While travelling I’m sharing the experience with many other people, which means I’ve been able to take some time and question some of my initial judgments. If, like me, this can sometimes be a problem for you I have compiled a handy list of things that I have been too quick to judge about other travellers, and some of these are things that people have been too quick to judge about me. I’ve mainly written them down to remind myself to stop being a judgmental dick.
- The people sat in a hostel on laptops, when you think they should be going out, might have been out the last three nights and are catching up with things they love to do, like speaking to family, editing photos and blogging. It doesn’t mean they are boring people.
- The people who are sleeping all day could have just arrived. They might be suffering from jetlag and you have just forgotten what it feels like because you’ve been travelling so long. It doesn’t mean they aren’t experiencing the place you’re in.
- The younger people who are drinking loads and acting a bit boisterously are just having fun. They could be the friendliest people you will meet. It doesn’t mean they will ignore you if you try to join in.
- The people eating pizza in a Thai food stall could have been travelling and sampling Thai street food for three weeks. You have just caught them when they were craving something different, similarly to when you order Thai once every couple of months at home. It doesn’t mean that they are missing out on the great local cuisine.
- The people who say they don’t like the place they are in, even though you love it, are entitled to their opinion because not everyone enjoys the same cup of tea. It doesn’t mean they don’t like travelling.
- The couple who have booked out a double room probably haven’t done that the whole time they’ve been away. It doesn’t mean they are wasting their money or looking down on people who stay in dorms, they could have been travelling for eight months and just want a bit of personal space.
- The couple who have checked into your ten-bed dorm could be doing it because they are on a budget and because they want to experience travelling by meeting new people, just like you do. It’s could be quite fun to talk to them, they are individual people too and, believe it or not, couples also like to have friends.
- The older person sat near you probably does want to tag along on the night out you’re organizing. They might not be 21 anymore but it doesn’t mean they don’t enjoy talking to people and going out on the lash (do you still say that or is it too 90s?).
- The person with a distressed look on their face isn’t being mardy and overdramatic in an attempt to gain attention. They might have had a passport stolen, or it might be as simple as plans having to change, but when you’re travelling for so long it’s unlikely that you will be happy all of the time. It doesn’t mean that you should avoid them for the duration of your stay.
- The person wearing the Thai backpacker pants might have had to buy them to adhere to dress codes while visiting many of the Buddhist temples in the country. It doesn’t automatically make them a clueless, dickhead backpacker.

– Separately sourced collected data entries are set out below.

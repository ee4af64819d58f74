//! API error type and HTTP status mapping.

use axum::extract::multipart::MultipartError;
use axum::http::StatusCode;
use axum::response::{IntoResponse, Response};
use axum::Json;
use serde::Serialize;
use thiserror::Error;

use crate::compositor::ComposeError;

#[derive(Debug, Error)]
pub enum ApiError {
    #[error("{status}: {message}")]
    Http { status: StatusCode, message: String },
    #[error("compositing error: {0}")]
    Compose(#[from] ComposeError),
    #[error("multipart error: {0}")]
    Multipart(#[from] MultipartError),
    #[error("io error: {0}")]
    Io(#[from] std::io::Error),
}

#[derive(Serialize)]
struct ErrorBody {
    error: String,
}

impl IntoResponse for ApiError {
    fn into_response(self) -> Response {
        let (status, message) = match &self {
            ApiError::Http { status, message } => (*status, message.clone()),
            ApiError::Compose(err) => match err {
                ComposeError::Decode(_) => {
                    (StatusCode::BAD_REQUEST, "uploaded file is not a valid image".to_string())
                }
                ComposeError::InvalidGeometry { width, height } => (
                    StatusCode::UNPROCESSABLE_ENTITY,
                    format!("resize produced invalid dimensions {}x{}", width, height),
                ),
                ComposeError::Encode(_) => (
                    StatusCode::INTERNAL_SERVER_ERROR,
                    "failed to encode result".to_string(),
                ),
            },
            ApiError::Multipart(err) => match err.status() {
                StatusCode::PAYLOAD_TOO_LARGE => (
                    StatusCode::PAYLOAD_TOO_LARGE,
                    "upload exceeds size limit".to_string(),
                ),
                _ => (StatusCode::BAD_REQUEST, err.to_string()),
            },
            ApiError::Io(_) => (
                StatusCode::INTERNAL_SERVER_ERROR,
                "storage failure".to_string(),
            ),
        };
        let body = Json(ErrorBody { error: message });
        (status, body).into_response()
    }
}

impl ApiError {
    pub fn bad_request(msg: impl Into<String>) -> Self {
        Self::Http {
            status: StatusCode::BAD_REQUEST,
            message: msg.into(),
        }
    }

    pub fn payload_too_large(msg: impl Into<String>) -> Self {
        Self::Http {
            status: StatusCode::PAYLOAD_TOO_LARGE,
            message: msg.into(),
        }
    }
}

When it comes to challenging my initial judgments and prejudices I’ve taught myself to stop and think, why is someone behaving in that way? Explore all the possibilities, don’t just go with your initial feeling. You can’t read minds, and therefore you can’t decipher how someone feels or why they have made the choices they have. There are a million explanations for why something is happening, and while it’s natural to apply your own experiences to explain it, just don’t. When you realise this is happening it’s much easier to stop yourself from doing it. It makes you a friendlier person and you have a better time as a result. Hopefully I can start applying this in other areas of my life when I return home. Most of you probably know this already, but don’t judge me for taking so long to work it out.